** Material for the task follows **
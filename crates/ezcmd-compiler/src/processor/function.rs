//! Function tagging
//!
//! Marks strings naming a script function by inserting a `Function` marker
//! in front of them.

use super::ParameterProcessor;
use crate::error::Result;
use ezcmd_core::types::FunctionType;
use ezcmd_core::Parameter;
use std::collections::HashSet;
use tracing::debug;

/// Inserts `Function(Goto)` before strings found in the function registry
#[derive(Debug, Default)]
pub struct FunctionProcessor {
    functions: HashSet<String>,
}

impl FunctionProcessor {
    pub fn new(functions: impl IntoIterator<Item = String>) -> Self {
        Self {
            functions: functions.into_iter().collect(),
        }
    }
}

impl ParameterProcessor for FunctionProcessor {
    fn name(&self) -> &'static str {
        "FunctionProcessor"
    }

    fn should_process(&self, parameter: &Parameter) -> bool {
        matches!(parameter, Parameter::String(_))
    }

    fn convert_next(&self, parameters: &mut Vec<Parameter>, index: usize) -> Result<usize> {
        let known = match &parameters[index] {
            Parameter::String(token) => self.functions.contains(&token.value),
            _ => false,
        };

        if !known {
            return Ok(index + 1);
        }

        debug!("Tagged function reference at index {}", index);
        parameters.insert(index, Parameter::Function(FunctionType::Goto));
        Ok(index + 2)
    }
}
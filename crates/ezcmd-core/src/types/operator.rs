//! Operators for primitive values

use serde::{Deserialize, Serialize};
use std::fmt;

/// Operators a primitive can be asked to apply
#[derive(Debug, Clone, Copy, PartialEq, Eq, Hash, Serialize, Deserialize)]
pub enum PrimitiveOperator {
    // Arithmetic operators
    /// Addition / concatenation
    Plus,
    /// Subtraction / removal / truncation
    Minus,
    /// Multiplication / cross product
    Multiply,
    /// Division
    Divide,
    /// Remainder / vector rejection
    Mod,

    // Unary operators
    /// Logical or arithmetic negation
    Not,

    // Ordering
    /// Three-way comparison
    Compare,

    // Vector-only operators
    /// Orthogonal projection onto the operand
    Project,
    /// Scalar dot product
    DotProduct,
}

impl PrimitiveOperator {
    /// Returns true if this operator takes no operand
    pub fn is_unary(&self) -> bool {
        matches!(self, PrimitiveOperator::Not)
    }

    /// Returns true if this is one of the arithmetic operators
    pub fn is_arithmetic(&self) -> bool {
        matches!(
            self,
            PrimitiveOperator::Plus
                | PrimitiveOperator::Minus
                | PrimitiveOperator::Multiply
                | PrimitiveOperator::Divide
                | PrimitiveOperator::Mod
        )
    }

    /// Returns true if only vectors accept this operator
    pub fn is_vector_only(&self) -> bool {
        matches!(self, PrimitiveOperator::Project | PrimitiveOperator::DotProduct)
    }
}

impl fmt::Display for PrimitiveOperator {
    fn fmt(&self, f: &mut fmt::Formatter<'_>) -> fmt::Result {
        let name = match self {
            PrimitiveOperator::Plus => "plus",
            PrimitiveOperator::Minus => "minus",
            PrimitiveOperator::Multiply => "multiply",
            PrimitiveOperator::Divide => "divide",
            PrimitiveOperator::Mod => "mod",
            PrimitiveOperator::Not => "not",
            PrimitiveOperator::Compare => "compare",
            PrimitiveOperator::Project => "project",
            PrimitiveOperator::DotProduct => "dot",
        };
        f.write_str(name)
    }
}
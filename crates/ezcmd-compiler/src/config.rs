//! Compiler configuration

use crate::error::{CompileError, Result};
use serde::{Deserialize, Serialize};
use std::collections::BTreeSet;

/// Default limit on NOT/parenthesis nesting inside a condition
pub const DEFAULT_MAX_CONDITION_DEPTH: usize = 64;

/// Compiler options
#[derive(Debug, Clone, PartialEq, Serialize, Deserialize)]
#[serde(default)]
pub struct CompilerOptions {
    /// Names of the functions defined by the script being compiled
    pub functions: BTreeSet<String>,
    /// Nesting limit for condition resolution
    pub max_condition_depth: usize,
    /// Log the parameter kinds before and after every pass
    pub trace_parameters: bool,
}

impl Default for CompilerOptions {
    fn default() -> Self {
        Self {
            functions: BTreeSet::new(),
            max_condition_depth: DEFAULT_MAX_CONDITION_DEPTH,
            trace_parameters: false,
        }
    }
}

impl CompilerOptions {
    /// Load options from a YAML document; missing keys keep their defaults
    pub fn from_yaml_str(yaml: &str) -> Result<Self> {
        serde_yaml::from_str(yaml).map_err(|e| CompileError::InvalidOptions(e.to_string()))
    }

    /// Register a known function name
    pub fn with_function(mut self, name: impl Into<String>) -> Self {
        self.functions.insert(name.into());
        self
    }

    /// Set the condition nesting limit
    pub fn with_max_condition_depth(mut self, depth: usize) -> Self {
        self.max_condition_depth = depth;
        self
    }
}
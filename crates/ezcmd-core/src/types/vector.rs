//! Vector string grammar
//!
//! Vectors are written either as `X:Y:Z` or as a GPS waypoint
//! `GPS:<name>:X:Y:Z:<color>:`. Only the coordinates are kept; the name,
//! color and trailing colon are informational.

use glam::DVec3;

const GPS_TAG: &str = "GPS";

/// Parse a vector from its string form, returning `None` if the text does
/// not follow either grammar.
pub fn parse_vector(text: &str) -> Option<DVec3> {
    let fields: Vec<&str> = text.trim().split(':').collect();

    // Coordinates are positional: 3rd-5th field when GPS tagged, else 1st-3rd
    let offset = if fields.first().map(|f| f.trim()) == Some(GPS_TAG) {
        2
    } else {
        0
    };

    let coordinates = fields.get(offset..offset + 3)?;
    let x = coordinates[0].trim().parse::<f64>().ok()?;
    let y = coordinates[1].trim().parse::<f64>().ok()?;
    let z = coordinates[2].trim().parse::<f64>().ok()?;

    Some(DVec3::new(x, y, z))
}

/// Render a vector in the `X:Y:Z` form accepted by [`parse_vector`]
pub fn format_vector(vector: DVec3) -> String {
    format!("{}:{}:{}", vector.x, vector.y, vector.z)
}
** End of Material for the task **
## Task brief
Tail of the listing, starting at the line with "self.max_condition_depth = depth;" and ending at the last line: output it exactly and add nothing.

## Answer below
        self.max_condition_depth = depth;
        self
    }
}
filename crates/ezcmd-core/src/types/vector.rs
//! Vector string grammar
//!
//! Vectors are written either as `X:Y:Z` or as a GPS waypoint
//! `GPS:<name>:X:Y:Z:<color>:`. Only the coordinates are kept; the name,
//! color and trailing colon are informational.

use glam::DVec3;

const GPS_TAG: &str = "GPS";

/// Parse a vector from its string form, returning `None` if the text does
/// not follow either grammar.
pub fn parse_vector(text: &str) -> Option<DVec3> {
    let fields: Vec<&str> = text.trim().split(':').collect();

    // Coordinates are positional: 3rd-5th field when GPS tagged, else 1st-3rd
    let offset = if fields.first().map(|f| f.trim()) == Some(GPS_TAG) {
        2
    } else {
        0
    };

    let coordinates = fields.get(offset..offset + 3)?;
    let x = coordinates[0].trim().parse::<f64>().ok()?;
    let y = coordinates[1].trim().parse::<f64>().ok()?;
    let z = coordinates[2].trim().parse::<f64>().ok()?;

    Some(DVec3::new(x, y, z))
}

/// Render a vector in the `X:Y:Z` form accepted by [`parse_vector`]
pub fn format_vector(vector: DVec3) -> String {
    format!("{}:{}:{}", vector.x, vector.y, vector.z)
}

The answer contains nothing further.